Stored data:
• • • • • • •
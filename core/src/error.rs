//! Error types for the portkeeper-core library.

use std::fmt;
use std::path::PathBuf;

use thiserror::Error;

/// Result type alias for portkeeper operations.
pub type Result<T> = std::result::Result<T, Error>;

/// The supervisor step an error occurred in.
#[derive(Debug, Clone, Copy, PartialEq, Eq)]
pub enum Phase {
    /// Evicting whatever currently listens on the port.
    Evict,
    /// Stopping the self-managed process.
    Stop,
    /// Spawning and confirming a fresh instance.
    Launch,
    /// Start requested by the caller.
    Start,
    /// Restart requested by the caller.
    Restart,
    /// Force start at application startup.
    ForceStart,
}

impl fmt::Display for Phase {
    fn fmt(&self, f: &mut fmt::Formatter<'_>) -> fmt::Result {
        let name = match self {
            Phase::Evict => "evicting port occupant",
            Phase::Stop => "stopping managed process",
            Phase::Launch => "launching managed process",
            Phase::Start => "start",
            Phase::Restart => "restart",
            Phase::ForceStart => "force start",
        };
        f.write_str(name)
    }
}

/// Errors that can occur while supervising the managed process.
#[derive(Error, Debug)]
pub enum Error {
    /// The managed executable could not be resolved on the search path.
    #[error("executable '{executable}' not found in PATH: {reason}")]
    ExecutableNotFound { executable: String, reason: String },

    /// The startup script could not be written.
    #[error("failed to write startup script {}: {source}", path.display())]
    ScriptWriteFailed {
        path: PathBuf,
        #[source]
        source: std::io::Error,
    },

    /// The managed process could not be spawned.
    #[error("failed to spawn '{executable}': {source}")]
    SpawnFailed {
        executable: String,
        #[source]
        source: std::io::Error,
    },

    /// The managed process exited inside the launch window and nothing took the port.
    #[error("process {pid} exited unexpectedly ({status}); check the managed process output")]
    ProcessExitedUnexpectedly { pid: u32, status: String },

    /// Failed to kill a process.
    #[error("failed to terminate process {pid}: {reason}")]
    TerminationFailed { pid: u32, reason: String },

    /// A start was requested while an instance is running.
    #[error("already running on port {port}")]
    AlreadyRunning { port: u16 },

    /// The port could not be cleared.
    #[error("port {port} is still occupied: {reason}")]
    PortStillOccupied { port: u16, reason: String },

    /// The OS socket table could not be queried.
    #[error("port inspection failed: {0}")]
    InspectionFailed(String),

    /// Configuration error.
    #[error("configuration error: {0}")]
    Config(String),

    /// I/O error.
    #[error("I/O error: {0}")]
    Io(#[from] std::io::Error),

    /// JSON serialization/deserialization error.
    #[error("JSON error: {0}")]
    Json(#[from] serde_json::Error),

    /// An error wrapped with the step it happened in.
    #[error("{phase} failed: {source}")]
    Phase {
        phase: Phase,
        #[source]
        source: Box<Error>,
    },
}

impl Error {
    /// Wrap this error with the phase it occurred in.
    pub fn during(self, phase: Phase) -> Self {
        Error::Phase {
            phase,
            source: Box::new(self),
        }
    }

    /// The innermost error, with all phase context stripped.
    pub fn root(&self) -> &Error {
        let mut current = self;
        while let Error::Phase { source, .. } = current {
            current = source;
        }
        current
    }

    /// The outermost-first list of phases this error passed through.
    pub fn phases(&self) -> Vec<Phase> {
        let mut phases = Vec::new();
        let mut current = self;
        while let Error::Phase { phase, source } = current {
            phases.push(*phase);
            current = source;
        }
        phases
    }
}

#[cfg(test)]
mod tests {
    use super::*;

    #[test]
    fn test_phase_wrapping() {
        let err = Error::ExecutableNotFound {
            executable: "q".to_string(),
            reason: "cannot find binary path".to_string(),
        }
        .during(Phase::Launch)
        .during(Phase::ForceStart);

        assert!(matches!(err.root(), Error::ExecutableNotFound { .. }));
        assert_eq!(err.phases(), vec![Phase::ForceStart, Phase::Launch]);

        let msg = err.to_string();
        assert!(msg.starts_with("force start failed: launching managed process failed"));
        assert!(msg.contains("'q' not found"));
    }

    #[test]
    fn test_root_of_unwrapped_error() {
        let err = Error::AlreadyRunning { port: 5555 };
        assert!(matches!(err.root(), Error::AlreadyRunning { port: 5555 }));
        assert!(err.phases().is_empty());
    }
}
• • • • • • •
• Exercise brief: Go through the records above and count every line that includes "startup". Give the number and nothing else.

• Answer: 3